SOURCE MATERIAL Start Marker
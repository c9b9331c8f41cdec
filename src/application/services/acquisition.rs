//! Artifact acquisition: cache-first, then sources in priority order.
//!
//! A corrupt file from one source must not be kept and must not block trying
//! the next source. Verified content is committed to the cache atomically, so
//! a reader never observes a half-written entry.

use std::path::PathBuf;

use anyhow::Result;

use crate::application::ports::{ArtifactFetcher, ArtifactStore, CommitOutcome, ProgressReporter};
use crate::domain::error::AcquisitionError;
use crate::domain::task::ArtifactSpec;

/// Return a verified local path for `artifact`.
///
/// Cache hits (re-verified by the store) return without any network access.
///
/// # Errors
///
/// Returns [`AcquisitionError::NoSources`] when the artifact declares no sources,
/// or [`AcquisitionError::AllSourcesFailed`] naming the last error after every
/// source has been tried once.
pub async fn acquire(
    store: &impl ArtifactStore,
    fetcher: &impl ArtifactFetcher,
    reporter: &impl ProgressReporter,
    artifact: &ArtifactSpec,
) -> Result<PathBuf> {
    if let Some(path) = store.lookup(&artifact.sha256).await? {
        reporter.step(&format!("cache hit for {}", artifact.filename));
        return Ok(path);
    }

    let sources = artifact.sources_by_priority();
    if sources.is_empty() {
        return Err(AcquisitionError::NoSources {
            artifact: artifact.filename.clone(),
        }
        .into());
    }

    let mut last_error = String::new();
    let mut integrity = false;

    for source in &sources {
        reporter.step(&format!(
            "downloading {} from {}",
            artifact.filename, source.url
        ));
        let staged = store.stage().await?;

        match fetcher.download(source, &staged).await {
            Err(e) => {
                reporter.warn(&format!("source {} failed: {e:#}", source.url));
                last_error = format!("{e:#}");
                let _ = tokio::fs::remove_file(&staged).await;
            }
            Ok(_bytes) => match store.commit(&staged, &artifact.sha256, &artifact.filename).await? {
                CommitOutcome::Committed(path) => {
                    reporter.success(&format!("verified {}", artifact.filename));
                    return Ok(path);
                }
                CommitOutcome::ChecksumMismatch { actual } => {
                    reporter.warn(&format!(
                        "checksum mismatch from {}: expected {}, got {actual}",
                        source.url, artifact.sha256
                    ));
                    last_error =
                        format!("checksum mismatch: expected {}, got {actual}", artifact.sha256);
                    integrity = true;
                }
            },
        }
    }

    Err(AcquisitionError::AllSourcesFailed {
        artifact: artifact.filename.clone(),
        tried: sources.len(),
        last: last_error,
        integrity,
    }
    .into())
}

// ── Unit tests ────────────────────────────────────────────────────────────────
SOURCE MATERIAL End Marker
Write down again, exactly as given, only the lines above that fall from the line with "any network access." to the line with "error after every", inclusive.

/// Cache hits (re-verified by the store) return without any network access.
///
/// # Errors
///
/// Returns [`AcquisitionError::NoSources`] when the artifact declares no sources,
/// or [`AcquisitionError::AllSourcesFailed`] naming the last error after every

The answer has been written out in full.